The programs have been carried out in the Australian Province for about 30 years and in recent years have also been in demand beyond the Province, with dioceses and other religious orders who are inviting overseas priests and religious to serve in Australia.

Provincial, Fr Tim Norton, says acculturation is about the meeting of two cultures and is fundamental to providing a sound foundation for ministry in a new country.

“We’ve been doing this for a long time in the SVD,” Fr Tim says. “In fact, we’ve been doing it since the institution of the SVDs. Our founder, St Arnold Janssen said there was a need for foreign missionaries to go out to other places and be with other people and share the Gospel with them.

“As a very multicultural religious congregation and certainly in the Australian Province, we’ve been talking about acculturation seriously, academically and practically, for about 30 years and it’s very much a part of our life. It’s getting a stronger focus all the time.”

Fr Tim says that after a period of settling in, new arrivals to the Province are gathered together and receive input on the whole idea of culture and of cultures coming together. They are then exposed to information on Australian history, church history in Australia, indigenous history, Australian spirituality, the movements of urbanisation and migration, population, demographics, the secular environment and professional standards. English language tuition is also a priority. 

Similar acculturation programs are run in other areas of the AUS Province, such as Thailand and New Zealand.

“There is a whole lot of evidence, especially from the United States, showing that the more resources people have with language the better they are at ministry,” he says.

“And the more time and resources put into acculturation, the better they are at ministry. And it is all based on the idea that the deeper I get into this culture, the more I understand my own culture.”

The acculturation programs aren’t all academic in nature. Over the years, Fr Tim, with the help of friends, has also introduced the new arrivals to Australian sports, accountancy lessons and dinners in a family home, where couples talk to them about marriage and family life in Australia.

Fr Boni Buahendri, the Formation Director and Acting Rector of Dorish Maru College in Melbourne, is responsible for the acculturation programs for the junior professed members of the SVD, and says he believes such programs are crucial.

“This type of program is very important for young missionaries and students who are new to Australian society,” he says.

“It is important because Australia is a multicultural society. It’s about more than language. You need to have a basic understanding of the culture in Australia, especially the demands and expectations of the culture here.”

Fr Boni says most young missionaries arriving in Australia are from Asian countries where the culture is in many respects quite different.

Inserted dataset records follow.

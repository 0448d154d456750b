use axum::body::Body;
use axum::extract::{Request, State};
use axum::http::HeaderMap;
use axum::response::sse::{Event, KeepAlive, Sse};
use axum::response::{IntoResponse, Response};
use futures::{Stream, StreamExt};
use serde::Deserialize;

use super::auth::AuthUser;
use super::cors;
use super::state::AppState;
use crate::error::AppError;
use crate::services::chat::{ChatFrame, ChatTurn};
use crate::services::preferences::personalize_prompt;
use crate::services::validation::{self, InboundMessage, ValidationError};

const CONVERSATION_HEADER: &str = "x-conversation-id";

#[derive(Debug, Deserialize)]
#[serde(rename_all = "camelCase")]
struct ChatBody {
    #[serde(default)]
    messages: Option<Vec<InboundMessage>>,
    #[serde(default)]
    model_id: Option<String>,
    #[serde(default)]
    id: Option<String>,
}

/// `POST /chat`. Every response, errors included, carries the CORS headers,
/// so the body is buffered here after auth instead of by an extractor.
pub async fn chat(State(state): State<AppState>, request: Request) -> Response {
    let (parts, body) = request.into_parts();
    let response = match start_chat(&state, &parts.headers, body).await {
        Ok(sse) => sse.into_response(),
        Err(e) => e.into_response(),
    };
    cors::with_cors(&state.config, &parts.headers, response)
}

pub async fn preflight(State(state): State<AppState>, headers: HeaderMap) -> Response {
    cors::preflight(&state.config, &headers)
}

async fn start_chat(
    state: &AppState,
    headers: &HeaderMap,
    body: Body,
) -> Result<Sse<impl Stream<Item = Result<Event, axum::Error>>>, AppError> {
    let user = AuthUser::from_headers(headers, state).await?;

    let max = super::body_limit(&state.config.limits);
    let body = axum::body::to_bytes(body, max).await.map_err(|e| {
        tracing::debug!(user_id = user.id(), "chat body rejected: {}", e);
        ValidationError::BodyTooLarge { max }
    })?;

    let body: ChatBody = serde_json::from_slice(&body).map_err(|e| {
        tracing::debug!("unreadable chat body: {}", e);
        ValidationError::MissingMessages
    })?;
    let messages = body.messages.ok_or(ValidationError::MissingMessages)?;
    let messages = validation::validate_messages(&messages, &state.config.limits)?;

    let model_id = body.model_id.unwrap_or_default();
    let handle = state.router.resolve(&model_id)?;
    if let Some(last) = messages.last() {
        validation::check_model_support(handle.model, last)?;
    }

    let conversation_id = headers
        .get(CONVERSATION_HEADER)
        .and_then(|v| v.to_str().ok())
        .map(str::to_string)
        .or(body.id)
        .filter(|id| !id.trim().is_empty());
    let conversation = match conversation_id {
        Some(id) => Some(
            state
                .store
                .get_conversation(user.id(), &id)
                .await
                .map_err(AppError::Persistence)?
                .ok_or_else(|| AppError::not_found("Conversation not found"))?,
        ),
        None => None,
    };

    let prefs = state.preferences.load(user.id()).await.unwrap_or_else(|e| {
        tracing::warn!(user_id = user.id(), "failed to load preferences: {:#}", e);
        Default::default()
    });
    let system_prompt = personalize_prompt(&state.config.system_prompt, &prefs);

    tracing::info!(
        user_id = user.id(),
        model = handle.model.id,
        conversation_id = conversation.as_ref().map(|c| c.id.as_str()),
        "chat turn"
    );

    let frames = state
        .chat
        .stream_turn(ChatTurn {
            user_id: user.id().to_string(),
            conversation,
            messages,
            handle,
            system_prompt,
        })
        .await?;

    let events = frames.map(|frame: ChatFrame| Event::default().json_data(frame));
    Ok(Sse::new(events).keep_alive(KeepAlive::default()))
}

“One is not better than the other. They are just different,” he says. “And young missionaries need to know about issues of cross culture, without losing their own culture.

“In knowing their own identity and respecting their own identity, they can see clearly the differences and they are invited to accept the other culture as it is. It’s like a tree whose leaves can be changed every season but the roots remain the same and it’s these roots which help it to grow and flourish and bear fruit.”

Fr Boni says in the end, acculturation programs are all about helping missionaries to form good relationships in their ministry.

“It helps them to become good listeners,” he says. “If you start a good relationship you can change your attitude.

“Mission is not always about proclaiming the Word of God. It is about learning and listening to other people’s needs and being open to the mystery. In listening, God will teach me more and more about his Kingdom.”